某些特殊情况下,用户内网访问多可文档管理系统时需要启用SSL传输加密功能,但只有IP,没有域名和证书。这种情况下多可提供了一种免费可行的方式,通过openSSL生成免费证书。
此方法生成证书浏览器会提示证书不安全,但可以使用,具体方式如下:
1. 下载安装openSSL
openSSL官网地址为 http://www.openssl.org/
安装完成后结构如下:
2. 增加系统环境变量
打开Windows高级系统设置,增加系统变量,增加OPENSSL_CONF变量,具体路径问安装文件夹的bin\openssl.cfg
如下:
增加openSSL的bin\cnf路径到用户变量中,如下:
设置完成后最好重启机器使环境变量生效。
3. 建立证书申请文件
用记事本生成一个域名申请文件,格式如下:
[req]
default_bits = 2048
default_keyfile = privkey.pem
distinguished_name = req_distinguished_name
encrypt_key = no
default_md = sha256
req_extensions = req_ext
[req_distinguished_name]
commonName_default = 192.168.1.50
commonName_max = 64
organizationName_default = gongsi Co.,Ltd.

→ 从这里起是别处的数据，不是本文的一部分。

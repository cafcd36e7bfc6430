//! File system watcher for live rebuilds.
//!
//! Monitors the input directory, the includes directory and the config file.
//! Every batch of changes triggers one full rebuild through [`Site::build`],
//! which refreshes the attribute store and the URL map; the running dev
//! server picks the new pages up on the next request.
//!
//! # Architecture
//!
//! ```text
//! ┌──────────┐    ┌──────────┐    ┌─────────────────────┐
//! │ notify   │───▶│ Debouncer│───▶│  handle_changes()   │
//! │ events   │    │ (300ms)  │    │  → Site::build()    │
//! └──────────┘    └──────────┘    └─────────────────────┘
//! ```

use crate::{build::Site, log};
use anyhow::{Context, Result};
use notify::{Event, EventKind, RecursiveMode, Watcher};
use rustc_hash::FxHashSet;
use std::{
    path::{Path, PathBuf},
    sync::Arc,
    time::{Duration, Instant},
};

const DEBOUNCE_MS: u64 = 300;
const REBUILD_COOLDOWN_MS: u64 = 800;

/// Check if path is a temp/backup file (editor artifacts).
fn is_temp_file(path: &Path) -> bool {
    let name = path.file_name().and_then(|n| n.to_str()).unwrap_or("");
    let ext = path.extension().and_then(|e| e.to_str()).unwrap_or("");

    matches!(ext, "bck" | "bak" | "backup" | "swp" | "swo" | "tmp")
        || name.ends_with('~')
        || name.starts_with('.')
}

/// `/proj/src/blog/post.md` → `blog/post.md`
fn rel_path(path: &Path, root: &Path) -> String {
    path.strip_prefix(root).unwrap_or(path).display().to_string()
}

// =============================================================================
// Debounce State
// =============================================================================

/// Batches rapid file events with debouncing and rebuild cooldown.
struct Debouncer {
    output: PathBuf,
    pending: FxHashSet<PathBuf>,
    last_event: Option<Instant>,
    last_rebuild: Option<Instant>,
}

impl Debouncer {
    fn new(output: PathBuf) -> Self {
        Self {
            output,
            pending: FxHashSet::default(),
            last_event: None,
            last_rebuild: None,
        }
    }

    fn in_cooldown(&self) -> bool {
        self.last_rebuild
            .is_some_and(|t| t.elapsed() < Duration::from_millis(REBUILD_COOLDOWN_MS))
    }

    /// Queue the event's paths. Our own writes to the output dir are dropped.
    fn add(&mut self, event: Event) {
        let before = self.pending.len();
        for path in event.paths {
            if !is_temp_file(&path) && !path.starts_with(&self.output) {
                self.pending.insert(path);
            }
        }
        if self.pending.len() > before {
            self.last_event = Some(Instant::now());
        }
    }

    fn ready(&self) -> bool {
        !self.pending.is_empty()
            && self
                .last_event
                .is_some_and(|t| t.elapsed() >= Duration::from_millis(DEBOUNCE_MS))
    }

    fn take(&mut self) -> Vec<PathBuf> {
        self.last_event = None;
        let mut paths: Vec<_> = self.pending.drain().collect();
        paths.sort();
        paths
    }

    fn mark_rebuild(&mut self) {
        self.last_rebuild = Some(Instant::now());
    }

    fn timeout(&self) -> Duration {
        if self.pending.is_empty() {
            Duration::from_secs(60)
        } else {
            Duration::from_millis(DEBOUNCE_MS)
        }
    }
}

// =============================================================================
// Event Handler
// =============================================================================

/// Rebuild after a batch of changes. Returns true if the build succeeded.
fn handle_changes(paths: &[PathBuf], site: &Site) -> bool {
    if paths.is_empty() {
        return false;
    }

    let config = site.config();
    let root = config.get_root();

    if paths.iter().any(|p| *p == config.config_path) {
        log!("watch"; "config changed, restart `isle serve` to apply it");
    }

    let trigger = match paths {
        [one] => rel_path(one, root),
        [first, rest @ ..] => format!("{} and {} more", rel_path(first, root), rest.len()),
        [] => String::new(),
    };
    log!("watch"; "{trigger} changed, rebuilding...");

    match site.build() {
        Ok(_) => {
            eprintln!(); // Blank line to separate rebuild sessions
            true
        }
        Err(e) => {
            log!("watch"; "build failed ({trigger})");
            log!("watch"; "{e:#}");
            eprintln!();
            false
        }
    }
}

// =============================================================================
// Watcher Setup
// =============================================================================

/// Directories and files to watch, with their recursion mode.
fn watch_targets(site: &Site) -> Vec<(PathBuf, RecursiveMode)> {
    let config = site.config();
    let build = &config.build;
    let includes = build.includes_dir();

    let mut targets = vec![(build.input.clone(), RecursiveMode::Recursive)];
    if !includes.starts_with(&build.input) {
        targets.push((includes, RecursiveMode::Recursive));
    }
    if !config.config_path.starts_with(&build.input) {
        targets.push((config.config_path.clone(), RecursiveMode::NonRecursive));
    }
    targets.retain(|(path, _)| path.exists());
    targets
}

fn setup_watchers(watcher: &mut impl Watcher, site: &Site) -> Result<()> {
    let root = site.config().get_root();
    let mut watched = Vec::new();

    for (path, mode) in watch_targets(site) {
        watcher
            .watch(&path, mode)
            .with_context(|| format!("Failed to watch {}", path.display()))?;
        watched.push(rel_path(&path, root));
    }

    log!("watch"; "{}", watched.join(", "));
    eprintln!(); // Blank line to separate init logs from change events
    Ok(())
}

const fn is_relevant(event: &Event) -> bool {
    matches!(
        event.kind,
        EventKind::Modify(_) | EventKind::Create(_) | EventKind::Remove(_)
    )
}

// =============================================================================
// Public API
// =============================================================================

/// Start blocking file watcher with debouncing and live rebuild.
pub fn watch_for_changes_blocking(site: &Arc<Site>) -> Result<()> {
    if !site.config().serve.watch {
        return Ok(());
    }

    let (tx, rx) = std::sync::mpsc::channel();
    let mut watcher = notify::recommended_watcher(tx).context("Failed to create file watcher")?;
    setup_watchers(&mut watcher, site)?;

    let mut debouncer = Debouncer::new(site.config().build.output.clone());

    loop {
        match rx.recv_timeout(debouncer.timeout()) {
            Ok(Ok(event)) if is_relevant(&event) && !debouncer.in_cooldown() => {
                debouncer.add(event);
            }
            Ok(Err(e)) => log!("watch"; "error: {e}"),
            Err(std::sync::mpsc::RecvTimeoutError::Timeout) if debouncer.ready() => {
                if handle_changes(&debouncer.take(), site) {
                    debouncer.mark_rebuild();
                }
            }
            Err(std::sync::mpsc::RecvTimeoutError::Disconnected) => break,
            _ => {}
        }
    }

    Ok(())
}
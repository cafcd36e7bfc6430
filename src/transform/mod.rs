//! HTML transform pipeline.
//!
//! One transform, two delivery paths:
//!
//! ```text
//!                         ┌─► production: write hook ──► transform ──► disk
//! rendered page HTML ─────┤
//!                         └─► development: UrlTransformMap ──► request ──► transform ──► response
//! ```
//!
//! The transform injects hydration scripts from the attribute store (see
//! [`hydrate::inject`]) and then hands the page to the bundler's HTML pass.

pub mod hydrate;
pub mod url;

pub use url::{UrlMapMiddleware, UrlTransformMap};

use crate::{bundler::Bundler, log, renderer::RendererRegistry, store::ComponentAttrStore};
use anyhow::Result;
use hydrate::Skipped;
use std::{
    path::{Path, PathBuf},
    sync::Arc,
};

pub struct HtmlTransformer {
    store: Arc<ComponentAttrStore>,
    registry: Arc<RendererRegistry>,
    bundler: Arc<dyn Bundler>,
    output_dir: PathBuf,
}

impl HtmlTransformer {
    pub fn new(
        store: Arc<ComponentAttrStore>,
        registry: Arc<RendererRegistry>,
        bundler: Arc<dyn Bundler>,
        output_dir: PathBuf,
    ) -> Self {
        Self {
            store,
            registry,
            bundler,
            output_dir,
        }
    }

    /// Only HTML documents under the output directory are transformed.
    pub fn is_supported_output_path(&self, path: &Path) -> bool {
        path.extension().is_some_and(|ext| ext.eq_ignore_ascii_case("html"))
            && path.starts_with(&self.output_dir)
    }

    /// Transform one page. Unsupported paths pass through unchanged.
    ///
    /// Instances without a store entry stay static and are reported as warnings.
    pub fn transform(&self, html: &str, output_path: &Path) -> Result<String> {
        if !self.is_supported_output_path(output_path) {
            return Ok(html.to_owned());
        }

        let injection = hydrate::inject(
            html,
            |id| self.store.get(id),
            |renderer| self.registry.by_name(renderer).and_then(|r| r.client.clone()),
        );

        for skipped in &injection.skipped {
            match skipped {
                Skipped::MissingAttrs { id } => log!(
                    "warn";
                    "{}: no attributes recorded for `{id}`, left static",
                    output_path.display()
                ),
                Skipped::NoClient { id, renderer } => log!(
                    "warn";
                    "{}: renderer `{renderer}` has no client module, `{id}` left static",
                    output_path.display()
                ),
            }
        }

        self.bundler.transform_html(injection.html, output_path)
    }
}

#[cfg(test)]
mod tests {
    use super::*;
    use crate::{
        middleware::{DevRequest, DevResponse, Middleware, MiddlewareChain},
        renderer::RendererDescriptor,
        store::{ComponentAttrs, Hydrate},
    };
    use std::sync::atomic::{AtomicUsize, Ordering};

    /// Bundler that leaves HTML alone and counts fallback calls.
    #[derive(Default)]
    struct FakeBundler {
        fallback_calls: Arc<AtomicUsize>,
    }

    struct CountingFallback(Arc<AtomicUsize>);

    impl Middleware for CountingFallback {
        fn handle(&self, _: &DevRequest) -> Result<Option<DevResponse>> {
            self.0.fetch_add(1, Ordering::SeqCst);
            Ok(None)
        }
    }

    impl Bundler for FakeBundler {
        fn resolve_import(&self, specifier: &str, _: &Path) -> Result<PathBuf> {
            Ok(PathBuf::from(specifier))
        }

        fn module_url(&self, module: &Path) -> String {
            format!("/{}", module.display())
        }

        fn transform_html(&self, html: String, _: &Path) -> Result<String> {
            Ok(html)
        }

        fn middleware(&self) -> Option<Arc<dyn Middleware>> {
            Some(Arc::new(CountingFallback(Arc::clone(&self.fallback_calls))))
        }
    }

    const OUT: &str = "/site/_site";

    fn page(id: &str) -> String {
        format!(
            "<html><head></head><body><isle-root data-isle-id=\"{id}\"><b>0</b></isle-root></body></html>"
        )
    }

    fn setup() -> (Arc<ComponentAttrStore>, Arc<HtmlTransformer>, Arc<FakeBundler>) {
        let store = Arc::new(ComponentAttrStore::new());
        let registry = Arc::new(RendererRegistry::new(vec![
            RendererDescriptor::new("svelte", ["svelte"]).with_client("/svelte-client.mjs"),
        ]));
        let bundler = Arc::new(FakeBundler::default());
        let transformer = Arc::new(HtmlTransformer::new(
            Arc::clone(&store),
            registry,
            bundler.clone(),
            PathBuf::from(OUT),
        ));
        (store, transformer, bundler)
    }

    fn record(store: &ComponentAttrStore, id: &str) {
        store.set(
            id,
            ComponentAttrs {
                renderer: "svelte".into(),
                component: "/Counter.svelte".into(),
                props: serde_json::json!({ "count": 0 }),
                hydrate: Hydrate::Eager,
                anchor: "<b>0</b>".into(),
            },
        );
    }

    #[test]
    fn test_supported_output_paths() {
        let (_, transformer, _) = setup();
        assert!(transformer.is_supported_output_path(Path::new("/site/_site/index.html")));
        assert!(transformer.is_supported_output_path(Path::new("/site/_site/a/INDEX.HTML")));
        assert!(!transformer.is_supported_output_path(Path::new("/site/_site/feed.xml")));
        assert!(!transformer.is_supported_output_path(Path::new("/elsewhere/index.html")));
    }

    #[test]
    fn test_unsupported_path_passes_through() {
        let (store, transformer, _) = setup();
        record(&store, "a-0");
        let html = page("a-0");
        let out = transformer.transform(&html, Path::new("/site/_site/data.json")).unwrap();
        assert_eq!(out, html);
    }

    #[test]
    fn test_transform_twice_is_identical() {
        let (store, transformer, _) = setup();
        record(&store, "a-0");
        let path = Path::new("/site/_site/index.html");

        let once = transformer.transform(&page("a-0"), path).unwrap();
        let twice = transformer.transform(&once, path).unwrap();
        assert!(once.contains("data-isle-for=\"a-0\""));
        assert_eq!(once, twice);
    }

    #[test]
    fn test_stale_store_reference_still_renders() {
        let (store, transformer, _) = setup();
        record(&store, "a-0");
        store.clear();
        let out = transformer
            .transform(&page("a-0"), Path::new("/site/_site/index.html"))
            .unwrap();
        assert!(out.contains("<b>0</b>"));
        assert!(!out.contains("<script"));
    }

    fn dev_chain(
        transformer: Arc<HtmlTransformer>,
        bundler: &FakeBundler,
        map: Arc<UrlTransformMap>,
    ) -> MiddlewareChain {
        let mut layers: Vec<Arc<dyn Middleware>> =
            vec![Arc::new(UrlMapMiddleware::new(map, transformer, "/"))];
        layers.extend(bundler.middleware());
        MiddlewareChain::new(layers)
    }

    #[test]
    fn test_dev_hit_skips_bundler_fallback() {
        let (store, transformer, bundler) = setup();
        record(&store, "a-0");
        let map = Arc::new(UrlTransformMap::new());
        map.insert(
            Path::new(OUT),
            &Path::new(OUT).join("about/index.html"),
            page("a-0"),
        );

        let chain = dev_chain(transformer, &bundler, map);
        let response = chain.handle(&DevRequest::get("/about/"));

        assert_eq!(response.status, 200);
        let body = String::from_utf8(response.body).unwrap();
        assert!(body.contains("data-isle-for=\"a-0\""));
        assert_eq!(bundler.fallback_calls.load(Ordering::SeqCst), 0);
    }

    #[test]
    fn test_dev_miss_calls_next() {
        let (_, transformer, bundler) = setup();
        let map = Arc::new(UrlTransformMap::new());
        let url_layer = UrlMapMiddleware::new(Arc::clone(&map), Arc::clone(&transformer), "/");

        assert!(url_layer.handle(&DevRequest::get("/missing-page/")).unwrap().is_none());

        let chain = dev_chain(transformer, &bundler, map);
        assert_eq!(chain.handle(&DevRequest::get("/missing-page/")).status, 404);
        assert_eq!(bundler.fallback_calls.load(Ordering::SeqCst), 1);
    }

    #[test]
    fn test_dev_prefix_matches_whole_segment() {
        let (_, transformer, _) = setup();
        let map = Arc::new(UrlTransformMap::new());
        map.insert(
            Path::new(OUT),
            &Path::new(OUT).join("roll/index.html"),
            "<p>roll</p>".into(),
        );
        let url_layer = UrlMapMiddleware::new(map, transformer, "/blog");

        assert!(url_layer.handle(&DevRequest::get("/blogroll/")).unwrap().is_none());
        let hit = url_layer.handle(&DevRequest::get("/blog/roll/")).unwrap().unwrap();
        assert!(String::from_utf8(hit.body).unwrap().contains("<p>roll</p>"));
    }
}
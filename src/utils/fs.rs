//! Filesystem helpers shared by the build and the bundler.

use anyhow::{Context, Result};
use std::{
    fs,
    path::{Component, Path, PathBuf},
};
use walkdir::WalkDir;

/// Files to ignore during directory traversal
const IGNORED_FILES: &[&str] = &[".DS_Store"];

/// Collect all files below `dir`, skipping any directory for which `skip_dir` is true.
pub fn collect_all_files(dir: &Path, skip_dir: impl Fn(&Path) -> bool) -> Vec<PathBuf> {
    WalkDir::new(dir)
        .sort_by_file_name()
        .into_iter()
        .filter_entry(|e| !(e.file_type().is_dir() && e.depth() > 0 && skip_dir(e.path())))
        .filter_map(Result::ok)
        .filter(|e| e.file_type().is_file())
        .filter(|e| {
            let name = e.file_name().to_str().unwrap_or_default();
            !IGNORED_FILES.contains(&name)
        })
        .map(walkdir::DirEntry::into_path)
        .collect()
}

/// Check if `dst` exists and is at least as new as `src`.
pub fn is_up_to_date(src: &Path, dst: &Path) -> bool {
    let modified = |p: &Path| p.metadata().and_then(|m| m.modified()).ok();
    match (modified(src), modified(dst)) {
        (Some(src_time), Some(dst_time)) => src_time <= dst_time,
        _ => false,
    }
}

/// Path relative to `base` with `/` separators, e.g. `blog/post.md`.
pub fn to_slash_relative(path: &Path, base: &Path) -> Option<String> {
    let rel = path.strip_prefix(base).ok()?;
    let parts: Vec<_> = rel
        .components()
        .filter_map(|c| match c {
            Component::Normal(s) => s.to_str(),
            _ => None,
        })
        .collect();
    Some(parts.join("/"))
}

/// Write `content` to `path`, creating parent directories.
pub fn write_file(path: &Path, content: &[u8]) -> Result<()> {
    if let Some(parent) = path.parent() {
        fs::create_dir_all(parent)
            .with_context(|| format!("Failed to create {}", parent.display()))?;
    }
    fs::write(path, content).with_context(|| format!("Failed to write {}", path.display()))
}

/// Copy `src` to `dst`, creating parent directories.
pub fn copy_file(src: &Path, dst: &Path) -> Result<()> {
    if let Some(parent) = dst.parent() {
        fs::create_dir_all(parent)
            .with_context(|| format!("Failed to create {}", parent.display()))?;
    }
    fs::copy(src, dst)
        .with_context(|| format!("Failed to copy {} to {}", src.display(), dst.display()))?;
    Ok(())
}
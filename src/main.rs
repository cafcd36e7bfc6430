//! isle - server-render framework components into static pages and hydrate
//! them as islands in the browser.

mod binder;
mod build;
mod bundler;
mod cli;
mod config;
mod extensions;
mod logger;
mod middleware;
mod renderer;
mod serve;
mod store;
mod template;
mod transform;
mod utils;
mod watch;

use anyhow::Result;
use build::Site;
use clap::Parser;
use cli::Cli;
use config::{Mode, SiteConfig};
use std::sync::Arc;

fn main() -> Result<()> {
    std::panic::set_hook(Box::new(|info| {
        log!("fatal"; "{info}");
        std::process::exit(1);
    }));

    let cli = Cli::parse();
    logger::set_quiet(cli.build_args().quiet);

    let config = load_config(&cli)?;
    let mode = SiteConfig::mode_for(&cli);
    let site = Arc::new(Site::new(config, mode));

    match site.mode() {
        Mode::Production => site.build().map(|_| ()),
        Mode::Development => serve_site(&site),
    }
}

/// Load and validate configuration from CLI arguments
fn load_config(cli: &Cli) -> Result<SiteConfig> {
    let config = SiteConfig::load(cli)?;
    config.validate()?;
    Ok(config)
}

/// First build starts the dev server; the watcher rebuilds on change.
fn serve_site(site: &Arc<Site>) -> Result<()> {
    site.build()?;

    if site.config().serve.watch {
        let watched = Arc::clone(site);
        std::thread::Builder::new()
            .name("isle-watch".into())
            .spawn(move || {
                if let Err(e) = watch::watch_for_changes_blocking(&watched) {
                    log!("watch"; "{e:#}");
                }
            })?;
    }

    site.wait_for_server();
    Ok(())
}
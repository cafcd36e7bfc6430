//! Page templates handled by the generator itself.
//!
//! - YAML front matter (`title`, `layout`, `permalink`, anything else)
//! - Markdown through the `markdown` crate, GFM with raw HTML allowed
//! - Layouts from the includes directory with `{{ content }}` / `{{ title }}`
//! - Directory-index output paths: `about.md` → `about/index.html`

use anyhow::{Context, Result, anyhow};
use regex::Regex;
use serde_json::{Map, Value};
use std::{fs, path::Path, sync::LazyLock};
use thiserror::Error;

static CONTENT_SLOT: LazyLock<Regex> =
    LazyLock::new(|| Regex::new(r"\{\{\s*content\s*\}\}").expect("valid regex"));

static TITLE_SLOT: LazyLock<Regex> =
    LazyLock::new(|| Regex::new(r"\{\{\s*title\s*\}\}").expect("valid regex"));

#[derive(Debug, Error)]
pub enum FrontMatterError {
    #[error("unterminated front matter: expected closing `---`")]
    Unterminated,
    #[error("front matter parse error: {0}")]
    Parse(String),
    #[error("front matter must be a mapping")]
    NotAMapping,
}

/// Front matter as a JSON object and the remaining body.
#[derive(Debug, Clone, PartialEq)]
pub struct Document<'a> {
    pub data: Map<String, Value>,
    pub body: &'a str,
}

impl Document<'_> {
    pub fn title(&self) -> Option<&str> {
        self.data.get("title").and_then(Value::as_str)
    }

    pub fn layout(&self) -> Option<&str> {
        self.data.get("layout").and_then(Value::as_str)
    }

    pub fn permalink(&self) -> Option<&str> {
        self.data.get("permalink").and_then(Value::as_str)
    }
}

/// Split `---` fenced YAML from the body. Documents without a fence have no data.
pub fn parse_document(input: &str) -> Result<Document<'_>, FrontMatterError> {
    let input = input.strip_prefix('\u{feff}').unwrap_or(input);
    let Some(rest) = input
        .strip_prefix("---\n")
        .or_else(|| input.strip_prefix("---\r\n"))
    else {
        return Ok(Document {
            data: Map::new(),
            body: input,
        });
    };

    let mut offset = 0;
    for line in rest.split_inclusive('\n') {
        if line.trim_end() == "---" {
            let yaml = &rest[..offset];
            let body = &rest[offset + line.len()..];
            return Ok(Document {
                data: parse_yaml(yaml)?,
                body,
            });
        }
        offset += line.len();
    }
    Err(FrontMatterError::Unterminated)
}

fn parse_yaml(block: &str) -> Result<Map<String, Value>, FrontMatterError> {
    if block.trim().is_empty() {
        return Ok(Map::new());
    }
    let yaml: serde_yaml::Value =
        serde_yaml::from_str(block).map_err(|err| FrontMatterError::Parse(err.to_string()))?;
    match serde_json::to_value(yaml).map_err(|err| FrontMatterError::Parse(err.to_string()))? {
        Value::Null => Ok(Map::new()),
        Value::Object(map) => Ok(map),
        _ => Err(FrontMatterError::NotAMapping),
    }
}

/// Markdown to HTML (GFM, raw HTML passed through).
pub fn render_markdown(body: &str) -> Result<String> {
    let options = markdown::Options {
        parse: markdown::ParseOptions::gfm(),
        compile: markdown::CompileOptions {
            allow_dangerous_html: true,
            ..markdown::CompileOptions::gfm()
        },
    };
    markdown::to_html_with_options(body, &options).map_err(|msg| anyhow!("markdown: {msg}"))
}

/// Read `name` from the includes directory and fill its slots.
pub fn apply_layout(includes: &Path, name: &str, content: &str, title: &str) -> Result<String> {
    let path = includes.join(name);
    let layout = fs::read_to_string(&path)
        .with_context(|| format!("Failed to read layout {}", path.display()))?;
    Ok(fill_layout(&layout, content, title))
}

fn fill_layout(layout: &str, content: &str, title: &str) -> String {
    let titled = TITLE_SLOT.replace_all(layout, regex::NoExpand(&html_escape(title)));
    CONTENT_SLOT
        .replace_all(&titled, regex::NoExpand(content))
        .into_owned()
}

/// Minimal document around a fragment.
pub fn html_shell(title: &str, body: &str) -> String {
    format!(
        "<!DOCTYPE html>\n<html>\n<head>\n<meta charset=\"utf-8\">\n\
         <meta name=\"viewport\" content=\"width=device-width, initial-scale=1\">\n\
         <title>{}</title>\n</head>\n<body>\n{body}\n</body>\n</html>\n",
        html_escape(title)
    )
}

/// Whether `html` is already a full document.
pub fn is_document(html: &str) -> bool {
    let head: String = html.trim_start().chars().take(15).collect();
    let head = head.to_ascii_lowercase();
    head.starts_with("<!doctype") || head.starts_with("<html")
}

fn html_escape(s: &str) -> String {
    s.replace('&', "&amp;")
        .replace('<', "&lt;")
        .replace('>', "&gt;")
        .replace('"', "&quot;")
}

/// Output path (relative to the output dir) for an input-relative source.
///
/// `index.md` → `index.html`, `blog/post.md` → `blog/post/index.html`.
/// A permalink ending in `/` becomes a directory index; one with a file
/// extension is used verbatim.
pub fn output_rel(source_rel: &str, permalink: Option<&str>) -> String {
    if let Some(link) = permalink {
        let link = link.trim_start_matches('/');
        if link.is_empty() {
            return "index.html".into();
        }
        if link.ends_with('/') {
            return format!("{link}index.html");
        }
        let has_ext = Path::new(link).extension().is_some();
        return if has_ext {
            link.to_owned()
        } else {
            format!("{link}/index.html")
        };
    }

    let stem = source_rel
        .rsplit_once('.')
        .map_or(source_rel, |(stem, _)| stem);
    if stem == "index" || stem.ends_with("/index") {
        format!("{stem}.html")
    } else {
        format!("{stem}/index.html")
    }
}

/// Public URL for an output-relative path: `about/index.html` → `/about/`.
pub fn url_for(output_rel: &str) -> String {
    if output_rel == "index.html" {
        "/".into()
    } else if let Some(dir) = output_rel.strip_suffix("/index.html") {
        format!("/{dir}/")
    } else {
        format!("/{output_rel}")
    }
}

organizationalUnitName_default = DM
localityName_default = Beijing
stateOrProvinceName_default = Haidian District
countryName_default = CN
4. 打开窗口命令
进入openssl安装路径的bin子文件夹
5. 生成根证书KEY
openssl genrsa -out LocalRootCA.key 2048
生成文件如下:
6. 生成根证书
openssl req -sha256 -new -nodes -x509 -days 3650 -key LocalRootCA.key -out LocalRootCA.crt -subj "/CN=LocalRootCA"
生成文件如下:
7. 生成服务端域名私钥
openssl genrsa -out 192_168_1_50.key 2048
生成文件如下:
8. 创建请求文件
openssl req -new -sha256 -key 192_168_1_50.key -out 192_168_1_50.csr -subj "/CN=192.168.1.50"
其中192.168.1.50为申请的IP地址或者域名,和证书申请文件中的地址要统一
生成文件如下:
9. 生成证书并用根证书签名
openssl x509 -req -in 192_168_1_50.csr -CA LocalRootCA.crt -CAkey LocalRootCA.key -CAcreateserial -days 7120 -out 192_168_1_50.crt -extfile 192_168_1_50.ini
生成文件如下:
10. 如果需要导出pfx(可以选择,非必须步骤)
openssl pkcs12 -export -out 192_168_1_50.pfx -inkey 192_168_1_50.key -in 192_168_1_50.crt
中间提示输入密码,设置您的密码,配置web服务器证书时需要。这个密码可以为空。
生成文件如下:
11. 用生成的证书设置多可服务器参数,如下
保存,重启后就可以使用HTTPS访问此IP或者域名。
系统或提示证书不安全,忽略后就能访问IP了。